Aim of the exercise – The word "Instant" appears in some lines of the entries. Say how many, and give nothing but the number.

Provided material –

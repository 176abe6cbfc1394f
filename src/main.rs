//! PageLock main entry point
//!
//! This is the command-line interface for cloning pages and sites.

use anyhow::Context;
use clap::{Parser, Subcommand};
use pagelock::archive::archive_name_for;
use pagelock::config::{load_config_or_default, Config};
use pagelock::{clone_single_page, clone_site, CloneOptions, HttpFetcher};
use std::path::PathBuf;
use tracing_subscriber::EnvFilter;

/// PageLock: offline copies of web pages
///
/// PageLock fetches a page, inlines its stylesheets, embeds its images,
/// inlines same-host scripts and rewrites every other reference to an
/// absolute URL, producing one self-contained HTML file.
#[derive(Parser, Debug)]
#[command(name = "pagelock")]
#[command(version = "1.0.0")]
#[command(about = "Clone web pages into self-contained HTML", long_about = None)]
struct Cli {
    /// Path to TOML configuration file
    #[arg(short, long, value_name = "CONFIG", global = true)]
    config: Option<PathBuf>,

    /// Increase logging verbosity (-v, -vv, -vvv)
    #[arg(short, long, action = clap::ArgAction::Count, global = true)]
    verbose: u8,

    /// Suppress non-error output
    #[arg(short, long, conflicts_with = "verbose", global = true)]
    quiet: bool,

    #[command(subcommand)]
    command: Command,
}

#[derive(Subcommand, Debug)]
enum Command {
    /// Clone a single page
    Clone {
        /// Page to clone; `https://` is assumed when no scheme is given
        url: String,

        /// Keep image URLs instead of embedding images as data URIs
        #[arg(long)]
        no_embed_images: bool,

        /// Write the HTML here instead of stdout
        #[arg(short, long, value_name = "FILE")]
        output: Option<PathBuf>,
    },

    /// Crawl a site and package its pages as a zip archive
    Site {
        /// Root page of the crawl
        url: String,

        /// Maximum number of pages, root included
        #[arg(long)]
        max_pages: Option<usize>,

        /// Maximum link depth from the root page
        #[arg(long)]
        max_depth: Option<u32>,

        /// Keep image URLs instead of embedding images as data URIs
        #[arg(long)]
        no_embed_images: bool,

        /// Archive path (defaults to `<host>.zip`)
        #[arg(short, long, value_name = "FILE")]
        output: Option<PathBuf>,
    },

    /// Run the HTTP API
    Serve {
        /// Listen address, overrides `[server] bind`
        #[arg(long, value_name = "ADDR")]
        bind: Option<String>,
    },
}

#[tokio::main]
async fn main() -> anyhow::Result<()> {
    let cli = Cli::parse();

    // Setup logging based on verbosity
    setup_logging(cli.verbose, cli.quiet);

    let config = load_config_or_default(cli.config.as_deref()).with_context(|| match &cli.config
    {
        Some(path) => format!("Failed to load configuration from {}", path.display()),
        None => "Invalid default configuration".to_string(),
    })?;

    match cli.command {
        Command::Clone {
            url,
            no_embed_images,
            output,
        } => handle_clone(&config, url, !no_embed_images, output).await,
        Command::Site {
            url,
            max_pages,
            max_depth,
            no_embed_images,
            output,
        } => {
            let options = CloneOptions::new(url)
                .with_embed_images(!no_embed_images)
                .with_limits(
                    max_pages.unwrap_or(config.crawl.max_pages),
                    max_depth.unwrap_or(config.crawl.max_depth),
                );
            handle_site(&config, options, output).await
        }
        Command::Serve { bind } => {
            let mut config = config;
            if let Some(bind) = bind {
                config.server.bind = bind;
            }
            pagelock::server::serve(config)
                .await
                .context("Server stopped with an error")
        }
    }
}

/// Sets up the logging/tracing subscriber based on verbosity level
fn setup_logging(verbose: u8, quiet: bool) {
    let filter = if quiet {
        // Only show errors
        EnvFilter::new("error")
    } else {
        match verbose {
            0 => EnvFilter::new("pagelock=info,warn"),
            1 => EnvFilter::new("pagelock=debug,info"),
            2 => EnvFilter::new("pagelock=trace,debug"),
            _ => EnvFilter::new("trace"),
        }
    };

    tracing_subscriber::fmt()
        .with_env_filter(filter)
        .with_target(false)
        .with_thread_ids(false)
        .with_file(false)
        .with_writer(std::io::stderr)
        .init();
}

/// Handles `pagelock clone`
async fn handle_clone(
    config: &Config,
    url: String,
    embed_images: bool,
    output: Option<PathBuf>,
) -> anyhow::Result<()> {
    let fetcher = HttpFetcher::new(&config.fetcher)?;
    let options = CloneOptions::new(url).with_embed_images(embed_images);

    let result = match clone_single_page(&options, &fetcher, &config.fetcher).await {
        Ok(result) => result,
        Err(e) => {
            tracing::error!("Clone failed: {}", e);
            return Err(e.into());
        }
    };

    match output {
        Some(path) => {
            std::fs::write(&path, &result.html)
                .with_context(|| format!("Failed to write {}", path.display()))?;
            eprintln!(
                "✓ Saved \"{}\" ({} bytes) to {}",
                result.title,
                result.byte_size,
                path.display()
            );
        }
        None => println!("{}", result.html),
    }

    Ok(())
}

/// Handles `pagelock site`
async fn handle_site(
    config: &Config,
    options: CloneOptions,
    output: Option<PathBuf>,
) -> anyhow::Result<()> {
    let fetcher = HttpFetcher::new(&config.fetcher)?;

    let result = match clone_site(&options, &fetcher, config).await {
        Ok(result) => result,
        Err(e) => {
            tracing::error!("Site clone failed: {}", e);
            return Err(e.into());
        }
    };

    let path = output.unwrap_or_else(|| PathBuf::from(archive_name_for(&options.target_url)));
    std::fs::write(&path, &result.archive)
        .with_context(|| format!("Failed to write {}", path.display()))?;

    eprintln!("=== Site Clone Summary ===\n");
    for page in &result.pages {
        eprintln!("  ✓ {} ({} bytes)", page.source_url, page.byte_size);
    }
    for failure in &result.failures {
        eprintln!("  ✗ {}: {}", failure.url, failure.error);
    }
    eprintln!(
        "\n✓ {} pages archived to {} ({} failed)",
        result.pages.len(),
        path.display(),
        result.failures.len()
    );

    Ok(())
}
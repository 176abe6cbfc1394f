//! Reference rewriter
//!
//! Runs last and never fetches anything. Whatever still points at a relative
//! location gets an absolute URL so the clone keeps working from disk.

use super::{absolutize_attr, PassReport};
use crate::document::{find_nodes, get_node_attr, PageDocument};
use crate::url::is_fragment_only;
use markup5ever_rcdom::Handle;
use url::Url;

/// Element/attribute pairs rewritten unconditionally
const REFERENCE_ATTRS: &[(&str, &str)] = &[
    ("form", "action"),
    ("iframe", "src"),
    ("video", "src"),
    ("audio", "src"),
    ("link", "href"),
];

/// Makes every navigational and embedded reference absolute
///
/// Anchors that only point at a fragment of the current page (`#top`) stay as
/// they are. Every `<link href>` still in the document is rewritten, which
/// includes stylesheets the CSS pass could not inline.
pub fn rewrite_references(doc: &PageDocument, base: &Url) -> PassReport {
    let mut report = PassReport::default();
    let mut rewrite = |node: &Handle, attr: &str| {
        if absolutize_attr(node, attr, base) {
            report.absolutized += 1;
        }
    };

    for anchor in doc.elements("a") {
        match get_node_attr(&anchor, "href") {
            Some(href) if is_fragment_only(href.trim()) => {}
            Some(_) => rewrite(&anchor, "href"),
            None => {}
        }
    }

    for &(element, attr) in REFERENCE_ATTRS {
        for node in doc.elements(element) {
            rewrite(&node, attr);
        }
    }

    for media in ["video", "audio"] {
        for player in doc.elements(media) {
            for source in find_nodes(&player, "source") {
                rewrite(&source, "src");
            }
        }
    }

    report
}
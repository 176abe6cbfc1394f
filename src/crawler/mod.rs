//! Full-site crawl
//!
//! This module contains the site clone loop:
//! - `Frontier` decides what gets cloned next (bounded breadth-first)
//! - `links` pulls anchor targets out of each cloned page
//! - `clone_site` drives both and packages the pages into an archive
//!
//! Pages are cloned in waves of up to `crawl.concurrency` pages. A wave is
//! joined before its links are admitted, and results are handled in dequeue
//! order, so discovery order is the same for any concurrency setting.

mod frontier;
mod links;

pub use frontier::{CrawlState, Frontier, QueuedPage};
pub use links::extract_anchor_links;

use crate::archive;
use crate::cloner::{clone_single_page, CloneOptions, CloneResult};
use crate::config::Config;
use crate::fetch::Fetcher;
use crate::url::normalize_target_url;
use crate::{CloneError, Result};
use futures::future::join_all;
use std::time::Instant;
use tracing::{info, warn};
use url::Url;

/// A page the crawl had to skip
#[derive(Debug)]
pub struct CrawlFailure {
    pub url: String,
    pub error: CloneError,
}

/// Everything a site clone produced
#[derive(Debug)]
pub struct SiteCloneResult {
    /// Cloned pages in crawl order
    pub pages: Vec<CloneResult>,
    /// Pages that failed and were skipped
    pub failures: Vec<CrawlFailure>,
    /// Zip archive of `pages`
    pub archive: Vec<u8>,
}

/// Clones every same-origin page reachable from `options.target_url`
///
/// The crawl stops when the queue is empty or `options.max_pages` pages have
/// been dispatched. A page that fails to clone is recorded in `failures` and
/// the crawl moves on.
///
/// # Errors
///
/// * `CloneError::Validation` - empty URL or a page budget of zero
/// * the root page's own error, when not a single page could be cloned
/// * `CloneError::Archive` - packaging failed
pub async fn clone_site(
    options: &CloneOptions,
    fetcher: &dyn Fetcher,
    config: &Config,
) -> Result<SiteCloneResult> {
    let root = normalize_target_url(&options.target_url)?;
    if options.max_pages == 0 {
        return Err(CloneError::Validation(
            "maxPages must be at least 1".to_string(),
        ));
    }

    info!(
        "Starting site clone of {} (max pages: {}, max depth: {})",
        root, options.max_pages, options.max_depth
    );
    let start_time = Instant::now();

    let mut frontier = Frontier::new(&root, options.max_pages, options.max_depth)?;
    let mut pages = Vec::new();
    let mut failures: Vec<CrawlFailure> = Vec::new();

    while !frontier.is_done() {
        let wave = frontier.next_wave(config.crawl.concurrency);
        if wave.is_empty() {
            break;
        }

        let outcomes = join_all(wave.iter().map(|page| {
            let page_options = CloneOptions {
                target_url: page.url.to_string(),
                ..options.clone()
            };
            async move { clone_single_page(&page_options, fetcher, &config.fetcher).await }
        }))
        .await;

        for (page, outcome) in wave.into_iter().zip(outcomes) {
            match outcome {
                Ok(result) => {
                    // Links resolve against where the page was served from
                    let served_from =
                        Url::parse(&result.final_url).unwrap_or_else(|_| page.url.clone());
                    if page.depth == 0 {
                        frontier.rebase(&served_from)?;
                    }
                    let links = extract_anchor_links(&result.html, &served_from);
                    frontier.discover(&page, links);
                    pages.push(result);
                }
                Err(error) => {
                    warn!("Skipping {}: {}", page.url, error);
                    failures.push(CrawlFailure {
                        url: page.url.to_string(),
                        error,
                    });
                }
            }
        }

        info!(
            "Progress: {} pages cloned, {} failed, {} queued",
            pages.len(),
            failures.len(),
            frontier.state().queue.len()
        );
    }

    if pages.is_empty() && !failures.is_empty() {
        return Err(failures.swap_remove(0).error);
    }

    let archive = archive::pack(&pages)?;
    info!(
        "Site clone of {} finished: {} pages, {} failed, {} byte archive in {:.2}s",
        root,
        pages.len(),
        failures.len(),
        archive.len(),
        start_time.elapsed().as_secs_f64()
    );

    Ok(SiteCloneResult {
        pages,
        failures,
        archive,
    })
}
//! Anchor extraction for the crawl
//!
//! Works on the serialized output of a clone, so most `href` values are
//! already absolute by the time they get here.

use scraper::{Html, Selector};
use url::Url;

/// Schemes that never lead to another page
const SKIPPED_SCHEMES: &[&str] = &["javascript:", "mailto:", "tel:", "data:"];

/// Collects `<a href>` targets in document order
///
/// # Link Extraction Rules
///
/// **Exclude:**
/// - `<a href="..." download>`
/// - `javascript:`, `mailto:`, `tel:` links and data URIs
/// - Fragment-only links (`#section`)
/// - Anything that is not HTTP(S) after resolution
///
/// Relative values are resolved against `base_url`. Duplicates are kept; the
/// frontier dedups against its visited set.
pub fn extract_anchor_links(html: &str, base_url: &Url) -> Vec<Url> {
    let document = Html::parse_document(html);
    let Ok(selector) = Selector::parse("a[href]") else {
        return Vec::new();
    };

    document
        .select(&selector)
        .filter(|element| element.value().attr("download").is_none())
        .filter_map(|element| element.value().attr("href"))
        .filter_map(|href| resolve_link(href, base_url))
        .collect()
}

/// Resolves one `href`, or `None` when it should not be followed
fn resolve_link(href: &str, base_url: &Url) -> Option<Url> {
    let href = href.trim();
    if href.is_empty() || href.starts_with('#') {
        return None;
    }

    let lowered = href.to_ascii_lowercase();
    if SKIPPED_SCHEMES.iter().any(|scheme| lowered.starts_with(scheme)) {
        return None;
    }

    match base_url.join(href) {
        Ok(url) if url.scheme() == "http" || url.scheme() == "https" => Some(url),
        Ok(_) => None,
        Err(e) => {
            tracing::debug!("Skipping link '{}': {}", href, e);
            None
        }
    }
}
//! URL handling module for PageLock
//!
//! This module provides reference resolution against a page base, target URL
//! normalization, origin comparison and crawl canonicalization.

mod normalize;
mod origin;
mod resolve;

pub use normalize::{canonicalize, normalize_target_url};
pub use origin::{origin_root, same_host, same_origin};
pub use resolve::{absolutize_srcset, is_fragment_only, resolve, resolve_against};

Output for this task – 2